Due to the higher UV values and more dispersion, the July values in Fig 6 are generally lower than those for April. Notable exceptions are for farm 5 transmitting to farms 3 and 4, and farms 11, 12, and 13 whose exchanges among themselves are presumably larger due to currents arising from the nearby larger freshwater discharge at the head of Frederick Arm.

Application to the 2001–02 Disease Outbreaks

Despite the obvious timing mismatch, it is interesting to compare the relative risks in Fig 6 with the sequence of 2001–02 Discovery IHNV outbreaks reported in [7]. Our simulations and analyses are only for April and July 2010 while those discussed in the area 1 (Discovery) outbreaks in [7] span 225 days, beginning “late August 2001”. Even if we assume “late” means August 31, day 225 would be April 13, 2002 which only has minimal overlap with our April particle tracking which began on April 6. Furthermore, we only released viruses over 18 days each month whereas the epidemic duration on each farm (Fig 2 in [7]) typically spanned three months. Nevertheless our connectivity matrix and flow fields may shed some light on the role that water-borne transmission may have played in the sequence of outbreaks.

The first disease diagnosis was at the farm which is labelled 5 in Fig 1 ([7] numbered it as farm 1). Within 4, 12, 42, and 80 days, outbreaks were diagnosed at farms 4, 3, 2, and 1, respectively, again as numbered on our Fig 1. As suggested by Fig 2 in [7], these diagnosis times do not necessarily coincide with the time when the outbreak (“epidemic”) began. Nor, from the perspective of our modelling, do they correspond to the times when the minimum infective dose was first exceeded. However as discussed in [7] and seen in Fig 7, the sequence of outbreaks is consistent with a downstream progression that arises from the near surface estuarine flow. The relatively rapid transmission from farm 5 to farms 4 and 3 is certainly consistent with the April and July mean westward flow fields shown in Fig 7 and the relatively large connectivity values linking farms 5, 4, and 3. Furthermore, the considerably longer times required for the infections to reach farms 2 and 1 is consistent with both the more complicated mean flows (e.g., numerous eddies) that are shown in Wellbore Channel, the constriction at Whirlpool Rapids, and the lower connectivity table values. Note that in both April and July, farms 5, 4, and 3 are only weakly connected to farms 2 and 1. If water-borne transmission were the infection vector, according to Fig 6 the outbreak at farm 2 would most likely have come from farm 3 while the outbreak at farm 1 would have come from farm 2. This sequence is certainly consistent with the flow fields shown in Fig 7.
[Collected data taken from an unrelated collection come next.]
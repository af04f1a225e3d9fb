use std::fmt;

use serde::{Deserialize, Serialize};

use crate::core::color::Rgb;
use crate::error::{ScaleError, ScaleResult};

/// A single domain or range breakpoint, or a value produced by a scale.
#[derive(Debug, Clone, PartialEq, Serialize, Deserialize)]
#[serde(untagged)]
pub enum ScaleValue {
    Number(f64),
    Text(String),
    Color(Rgb),
}

impl ScaleValue {
    #[must_use]
    pub fn kind(&self) -> &'static str {
        match self {
            Self::Number(_) => "number",
            Self::Text(_) => "text",
            Self::Color(_) => "color",
        }
    }

    #[must_use]
    pub fn as_number(&self) -> Option<f64> {
        match self {
            Self::Number(value) => Some(*value),
            Self::Text(_) | Self::Color(_) => None,
        }
    }

    #[must_use]
    pub fn as_text(&self) -> Option<&str> {
        match self {
            Self::Text(text) => Some(text),
            Self::Number(_) | Self::Color(_) => None,
        }
    }

    #[must_use]
    pub fn as_color(&self) -> Option<Rgb> {
        match self {
            Self::Color(color) => Some(*color),
            Self::Number(_) | Self::Text(_) => None,
        }
    }
}

impl fmt::Display for ScaleValue {
    fn fmt(&self, f: &mut fmt::Formatter<'_>) -> fmt::Result {
        match self {
            Self::Number(value) => write!(f, "{value}"),
            Self::Text(text) => f.write_str(text),
            Self::Color(color) => write!(f, "{color}"),
        }
    }
}

impl From<f64> for ScaleValue {
    fn from(value: f64) -> Self {
        Self::Number(value)
    }
}

impl From<f32> for ScaleValue {
    fn from(value: f32) -> Self {
        Self::Number(f64::from(value))
    }
}

impl From<i32> for ScaleValue {
    fn from(value: i32) -> Self {
        Self::Number(f64::from(value))
    }
}

impl From<u32> for ScaleValue {
    fn from(value: u32) -> Self {
        Self::Number(f64::from(value))
    }
}

impl From<i64> for ScaleValue {
    fn from(value: i64) -> Self {
        Self::Number(value as f64)
    }
}

impl From<&str> for ScaleValue {
    fn from(value: &str) -> Self {
        Self::Text(value.to_owned())
    }
}

impl From<String> for ScaleValue {
    fn from(value: String) -> Self {
        Self::Text(value)
    }
}

impl From<Rgb> for ScaleValue {
    fn from(value: Rgb) -> Self {
        Self::Color(value)
    }
}

/// Homogeneous knot sequence backing a scale domain or range.
///
/// Every sequence carries one value type; mixed input is rejected when the
/// knots are built.
#[derive(Debug, Clone, PartialEq, Serialize, Deserialize)]
#[serde(tag = "kind", content = "values", rename_all = "snake_case")]
pub enum Knots {
    Number(Vec<f64>),
    Text(Vec<String>),
    Color(Vec<Rgb>),
}

impl Default for Knots {
    fn default() -> Self {
        Self::Number(vec![0.0, 1.0])
    }
}

impl Knots {
    /// Resolves arbitrary values into a single-typed sequence of at least two knots.
    pub fn from_values<I, V>(values: I) -> ScaleResult<Self>
    where
        I: IntoIterator<Item = V>,
        V: Into<ScaleValue>,
    {
        let values: Vec<ScaleValue> = values.into_iter().map(Into::into).collect();
        if values.len() < 2 {
            return Err(ScaleError::TooFewKnots { len: values.len() });
        }

        let expected = values[0].kind();
        if let Some((index, found)) = values
            .iter()
            .enumerate()
            .find(|(_, value)| value.kind() != expected)
        {
            return Err(ScaleError::MixedKnotTypes {
                expected,
                found: found.kind(),
                index,
            });
        }

        let knots = match values[0] {
            ScaleValue::Number(_) => {
                Self::Number(values.iter().filter_map(ScaleValue::as_number).collect())
            }
            ScaleValue::Text(_) => Self::Text(
                values
                    .into_iter()
                    .filter_map(|value| match value {
                        ScaleValue::Text(text) => Some(text),
                        ScaleValue::Number(_) | ScaleValue::Color(_) => None,
                    })
                    .collect(),
            ),
            ScaleValue::Color(_) => {
                Self::Color(values.iter().filter_map(ScaleValue::as_color).collect())
            }
        };
        knots.validate()?;
        Ok(knots)
    }

    pub(crate) fn validate(&self) -> ScaleResult<()> {
        if self.len() < 2 {
            return Err(ScaleError::TooFewKnots { len: self.len() });
        }
        if let Self::Number(values) = self {
            if let Some(index) = values.iter().position(|value| !value.is_finite()) {
                return Err(ScaleError::InvalidData(format!(
                    "knot {index} must be finite"
                )));
            }
        }
        Ok(())
    }

    #[must_use]
    pub fn len(&self) -> usize {
        match self {
            Self::Number(values) => values.len(),
            Self::Text(values) => values.len(),
            Self::Color(values) => values.len(),
        }
    }

    #[must_use]
    pub fn is_empty(&self) -> bool {
        self.len() == 0
    }

    #[must_use]
    pub fn kind(&self) -> &'static str {
        match self {
            Self::Number(_) => "number",
            Self::Text(_) => "text",
            Self::Color(_) => "color",
        }
    }

    #[must_use]
    pub fn get(&self, index: usize) -> Option<ScaleValue> {
        match self {
            Self::Number(values) => values.get(index).copied().map(ScaleValue::Number),
            Self::Text(values) => values.get(index).cloned().map(ScaleValue::Text),
            Self::Color(values) => values.get(index).copied().map(ScaleValue::Color),
        }
    }

    #[must_use]
    pub fn as_numbers(&self) -> Option<&[f64]> {
        match self {
            Self::Number(values) => Some(values),
            Self::Text(_) | Self::Color(_) => None,
        }
    }

    #[must_use]
    pub fn to_values(&self) -> Vec<ScaleValue> {
        (0..self.len()).filter_map(|index| self.get(index)).collect()
    }
}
Fig 7. Average a) April and b) July mean surface elevations (cm) and flows (cm/s) at 10m depth in the Chancellor Channel region.

Fig 7

Numbered red dots denote farms, as in Fig 1 while the black bracketed numbers denote the number of days since the first IHNV outbreak was reported at farm 5 in August 2001. (These numbers were taken from Table 1 in [7].)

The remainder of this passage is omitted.